Building a Private HPC Cloud for Compute and Data-Intensive Applications

Traditional HPC (High Performance Computing) clusters are best suited for well-formed calculations. The orderly batch-oriented HPC cluster offers maximal potential for performance per application, but limits resource efficiency and user flexibility. An HPC cloud can host multiple virtual HPC clusters, giving the scientists unprecedented flexibility for research and development. With the proper incentive model, resource efficiency will be automatically maximized. In this context, there are three new challenges. The first is the virtualization overheads. The second is the administrative complexity for scientists to manage the virtual clusters. The third is the programming model. The existing HPC programming models were designed for dedicated homogeneous parallel processors. The HPC cloud is typically heterogeneous and shared. This paper reports on the practice and experiences in building a private HPC cloud using a subset of a traditional HPC cluster. We report our evaluation criteria using Open Source software, and performance studies for compute-intensive and data-intensive applications.
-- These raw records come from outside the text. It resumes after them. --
//! ui::output
//!
//! Output formatting and display.
//!
//! # Design
//!
//! Summaries go to stdout and respect the quiet flag. When `--json` is
//! enabled, output is machine-readable JSON and is printed even in quiet
//! mode, since a caller asked for it explicitly.

use std::fmt::Display;

use serde::Serialize;

use crate::driver::SyncReport;
use crate::sync::SyncResult;

/// Output verbosity level.
#[derive(Debug, Clone, Copy, PartialEq, Eq)]
pub enum Verbosity {
    /// Quiet mode - minimal output
    Quiet,
    /// Normal mode - standard output
    Normal,
    /// Debug mode - verbose output
    Debug,
}

impl Verbosity {
    /// Create verbosity from flags.
    pub fn from_flags(quiet: bool, debug: bool) -> Self {
        if quiet {
            Verbosity::Quiet
        } else if debug {
            Verbosity::Debug
        } else {
            Verbosity::Normal
        }
    }
}

/// Print a message (respects quiet mode).
pub fn print(message: impl Display, verbosity: Verbosity) {
    if verbosity != Verbosity::Quiet {
        println!("{}", message);
    }
}

/// Print an error message (always shown).
pub fn error(message: impl Display) {
    eprintln!("error: {}", message);
}

/// Print a value as pretty JSON.
pub fn print_json<T: Serialize>(value: &T) -> serde_json::Result<()> {
    println!("{}", serde_json::to_string_pretty(value)?);
    Ok(())
}

/// Format one result as a table row.
pub fn format_result(result: &SyncResult, name_width: usize) -> String {
    let detail = match (&result.head_commit, &result.error) {
        (_, Some(failure)) => format!("{}: {}", failure.kind, failure.message),
        (Some(head), None) => head.short(12).to_string(),
        (None, None) => String::new(),
    };
    format!(
        "{:<width$}  {:<9}  {}",
        result.name,
        result.outcome.to_string(),
        detail,
        width = name_width
    )
}

/// Format a run report: one row per repository, then a summary line.
pub fn format_report(report: &SyncReport) -> String {
    let name_width = report
        .results
        .iter()
        .map(|r| r.name.len())
        .chain(report.skipped.iter().map(String::len))
        .max()
        .unwrap_or(0);

    let mut lines: Vec<String> = report
        .results
        .iter()
        .map(|r| format_result(r, name_width))
        .collect();
    lines.extend(
        report
            .skipped
            .iter()
            .map(|name| format!("{:<width$}  {:<9}", name, "skipped", width = name_width)),
    );
    lines.push(report.summary_line());
    lines.join("\n")
}

/// Format a list of items.
pub fn format_list<T: Display>(items: &[T], prefix: &str) -> String {
    items
        .iter()
        .map(|item| format!("{}{}", prefix, item))
        .collect::<Vec<_>>()
        .join("\n")
}
//! completion command - Generate shell completion scripts

use anyhow::Result;
use clap::CommandFactory;
use clap_complete::{generate, shells};

use crate::cli::args::{Cli, Shell};

/// Write a completion script for `shell` to stdout.
pub fn completion(shell: Shell) -> Result<()> {
    let mut cmd = Cli::command();
    let name = cmd.get_name().to_string();
    let mut out = std::io::stdout();

    match shell {
        Shell::Bash => generate(shells::Bash, &mut cmd, &name, &mut out),
        Shell::Zsh => generate(shells::Zsh, &mut cmd, &name, &mut out),
        Shell::Fish => generate(shells::Fish, &mut cmd, &name, &mut out),
        Shell::PowerShell => generate(shells::PowerShell, &mut cmd, &name, &mut out),
    }

    Ok(())
}
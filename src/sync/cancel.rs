//! sync::cancel
//!
//! Cooperative cancellation for in-flight syncs.
//!
//! A [`Cancellation`] is a shared flag plus an optional deadline. It is
//! polled (never waited on) at every suspension point of a sync: before the
//! lock, while polling the lock, during backoff sleeps, and from inside git
//! transfer-progress callbacks, where returning `false` aborts the transfer.

use std::sync::atomic::{AtomicBool, Ordering};
use std::sync::Arc;
use std::time::{Duration, Instant};

/// Granularity of cancellable sleeps.
const SLEEP_SLICE: Duration = Duration::from_millis(25);

/// Returned by [`Cancellation::sleep`] when the sleep was cut short.
#[derive(Debug, Clone, Copy, PartialEq, Eq)]
pub struct Cancelled;

/// Cancellation handle shared between a driver and its syncs.
///
/// Clones share the same flag. [`Cancellation::with_timeout`] derives a
/// handle that shares the flag but adds (or tightens) a deadline, so a
/// per-sync timeout never outlives a run-wide cancel.
///
/// # Example
///
/// ```
/// use reposync::sync::Cancellation;
/// use std::time::Duration;
///
/// let run = Cancellation::new();
/// let per_sync = run.with_timeout(Duration::from_secs(600));
/// assert!(!per_sync.is_cancelled());
///
/// run.cancel();
/// assert!(per_sync.is_cancelled());
/// ```
#[derive(Debug, Clone, Default)]
pub struct Cancellation {
    flag: Arc<AtomicBool>,
    deadline: Option<Instant>,
}

impl Cancellation {
    /// Create a handle that is not cancelled and has no deadline.
    pub fn new() -> Self {
        Self::default()
    }

    /// Derive a handle sharing this flag, with a deadline `timeout` from now.
    ///
    /// An existing earlier deadline is kept.
    pub fn with_timeout(&self, timeout: Duration) -> Self {
        let candidate = Instant::now().checked_add(timeout);
        let deadline = match (self.deadline, candidate) {
            (Some(existing), Some(new)) => Some(existing.min(new)),
            (existing, new) => existing.or(new),
        };
        Self {
            flag: Arc::clone(&self.flag),
            deadline,
        }
    }

    /// Request cancellation for every handle sharing this flag.
    pub fn cancel(&self) {
        self.flag.store(true, Ordering::SeqCst);
    }

    /// True once cancelled or past the deadline.
    pub fn is_cancelled(&self) -> bool {
        self.flag.load(Ordering::SeqCst)
            || self.deadline.is_some_and(|d| Instant::now() >= d)
    }

    /// True only when the shared flag was set (not merely a deadline).
    pub fn was_requested(&self) -> bool {
        self.flag.load(Ordering::SeqCst)
    }

    /// Sleep for `duration` in short slices, returning early on cancellation.
    pub fn sleep(&self, duration: Duration) -> Result<(), Cancelled> {
        let until = Instant::now() + duration;
        loop {
            if self.is_cancelled() {
                return Err(Cancelled);
            }
            let now = Instant::now();
            if now >= until {
                return Ok(());
            }
            std::thread::sleep(SLEEP_SLICE.min(until - now));
        }
    }
}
We also report the design and implementation of a Puppet-based virtual cluster administration tool called HPCFY. In addition, we show that even if the overhead of virtualization is present, efficient scalability for virtual clusters can be achieved by understanding the effects of virtualization overheads on various types of HPC and Big Data workloads. We aim at providing a detailed experience report to the HPC community, to ease the process of building a private HPC cloud using Open Source software.